Agency overview
- Employees: 13,500

Jurisdictional structure
- Governing body: Sächsisches Staatsministerium des Innern
- General nature: Local civilian police;

Operational structure
- Headquarters: Dresden, Saxony

Website
- Official website

= Saxon State Police =

German state police force

Saxon State Police (German: Polizei Sachsen) is the state police of the German state of Saxony, Germany. It is subordinate to the Saxony State Interior Ministry.
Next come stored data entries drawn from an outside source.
//! Hex color parsing.

use embedded_graphics::pixelcolor::Rgb888;

/// Parses `#RGB` or `#RRGGBB` (the `#` is optional).
///
/// # Errors
///
/// Returns an error message if the string is not a valid hex color.
pub fn parse_hex_color(value: &str) -> Result<Rgb888, String> {
    let hex = value.trim().trim_start_matches('#');

    let channel = |digits: &str| {
        u8::from_str_radix(digits, 16).map_err(|_| format!("Invalid hex color: {value}"))
    };

    match hex.len() {
        3 if hex.is_ascii() => {
            let expand = |index: usize| channel(&hex[index..=index].repeat(2));
            Ok(Rgb888::new(expand(0)?, expand(1)?, expand(2)?))
        }
        6 if hex.is_ascii() => {
            Ok(Rgb888::new(channel(&hex[0..2])?, channel(&hex[2..4])?, channel(&hex[4..6])?))
        }
        _ => Err(format!("Invalid hex color: {value}")),
    }
}

#[cfg(test)]
mod tests {
    use super::*;

    #[test]
    fn test_parse_six_digit_color() {
        assert_eq!(parse_hex_color("#141E32").unwrap(), Rgb888::new(20, 30, 50));
        assert_eq!(parse_hex_color("78c8ff").unwrap(), Rgb888::new(120, 200, 255));
    }

    #[test]
    fn test_parse_three_digit_color() {
        assert_eq!(parse_hex_color("#fff").unwrap(), Rgb888::new(255, 255, 255));
        assert_eq!(parse_hex_color("#08f").unwrap(), Rgb888::new(0, 136, 255));
    }

    #[test]
    fn test_parse_invalid_color() {
        assert!(parse_hex_color("").is_err());
        assert!(parse_hex_color("#12345").is_err());
        assert!(parse_hex_color("#GG0000").is_err());
        assert!(parse_hex_color("#ééé").is_err());
    }
}
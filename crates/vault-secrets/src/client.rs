//! Vault client: single-secret reads with response normalization and key
//! extraction.

use reqwest::Client;
use serde_json::{Map, Value};

use crate::auth;
use crate::config::{ApiVersion, ConnectionOptions, KeySelect, SecretRef};
use crate::error::{Error, Result};

/// Client for a Vault-shaped secret store.
///
/// Holds at most one token for its lifetime: either pre-supplied through the
/// connection options or obtained once by [`VaultClient::ensure_token`].
/// There is no refresh or expiry handling; a fresh client is expected per
/// resolution run.
#[derive(Debug)]
pub struct VaultClient {
    http: Client,
    options: ConnectionOptions,
    token: Option<String>,
}

impl VaultClient {
    /// Build a client for the given connection options.
    pub fn new(options: ConnectionOptions) -> Result<Self> {
        let http = Client::builder().build()?;
        let token = options.token.clone();
        Ok(Self {
            http,
            options,
            token,
        })
    }

    /// Ensure the client holds a token, logging in at most once.
    ///
    /// A token pre-supplied through the options is returned unchanged with
    /// zero network calls.
    pub async fn ensure_token(&mut self) -> Result<String> {
        if let Some(token) = &self.token {
            return Ok(token.clone());
        }
        let token = auth::ensure_token(&self.http, &self.options).await?;
        self.token = Some(token.clone());
        Ok(token)
    }

    /// Read one secret reference and extract the selected keys.
    ///
    /// Issues `GET {endpoint}/{api_version}/{path}` with the held token and
    /// normalizes the response for the configured API version.
    pub async fn read(&self, reference: &SecretRef) -> Result<Value> {
        let token = self.token.as_deref().ok_or_else(|| {
            Error::Authentication("no token held; call ensure_token before reading".to_string())
        })?;

        let path = reference.secret_path();
        let url = format!("{}/{}", self.options.api_base(), path.trim_start_matches('/'));
        tracing::debug!(path, version = self.options.api_version.as_str(), "reading secret");

        let resp = self
            .http
            .get(&url)
            .header("X-Vault-Token", token)
            .header("Content-type", "application/json")
            .send()
            .await?;

        let body: Value = resp.json().await?;
        let payload = normalize(&body, self.options.api_version, path)?;
        extract(payload, reference.key_select())
    }
}

/// Normalize a read response into its key-value payload.
///
/// The body is inspected irrespective of HTTP status: an explicit `errors`
/// list wins, then a missing/empty `data` field means the secret does not
/// exist. For V2 the payload sits one level deeper (`data.data`); for V1,
/// `data` itself is the payload.
fn normalize<'a>(body: &'a Value, version: ApiVersion, path: &str) -> Result<&'a Map<String, Value>> {
    if let Some(message) = body
        .get("errors")
        .and_then(Value::as_array)
        .and_then(|errors| errors.first())
    {
        let message = message
            .as_str()
            .map(String::from)
            .unwrap_or_else(|| message.to_string());
        return Err(Error::Store(message));
    }

    let data = body
        .get("data")
        .filter(|v| !v.is_null())
        .ok_or_else(|| Error::SecretNotFound(path.to_string()))?;

    let payload = match version {
        ApiVersion::V1 => data,
        ApiVersion::V2 => data.get("data").unwrap_or(&Value::Null),
    };

    payload
        .as_object()
        .filter(|map| !map.is_empty())
        .ok_or_else(|| Error::SecretNotFound(path.to_string()))
}

/// Extract the selected keys from a normalized payload.
///
/// A key counts as present when it exists with a non-null value; legitimate
/// falsy values (empty string, `0`, `false`) resolve normally. List
/// selections keep exactly the requested keys in request order and
/// short-circuit on the first missing key.
fn extract(payload: &Map<String, Value>, select: Option<&KeySelect>) -> Result<Value> {
    match select {
        None => Ok(Value::Object(payload.clone())),
        Some(KeySelect::One(key)) => lookup(payload, key).cloned(),
        Some(KeySelect::Many(keys)) => {
            if keys.is_empty() {
                return Err(Error::Configuration(
                    "key list must not be empty".to_string(),
                ));
            }
            let mut selected = Map::new();
            for key in keys {
                let value = lookup(payload, key)?;
                selected.insert(key.clone(), value.clone());
            }
            Ok(Value::Object(selected))
        }
    }
}

fn lookup<'a>(payload: &'a Map<String, Value>, key: &str) -> Result<&'a Value> {
    payload
        .get(key)
        .filter(|value| !value.is_null())
        .ok_or_else(|| Error::KeyNotFound(key.to_string()))
}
The Chief of State Police (Landespolizeipräsident) is Horst Kretzschmar and the political head is the Minister for the Interior in Saxony Roland Wöller (CDU).

== Organization ==
The head office is the Chief of State Police, Horst Kretschmar, in Dresden.

The University of Applied Police Science (Hochschule der Sächsischen Polizei) is the central institution for the education of police officers of State Police, located in Rothenburg and Bautzen.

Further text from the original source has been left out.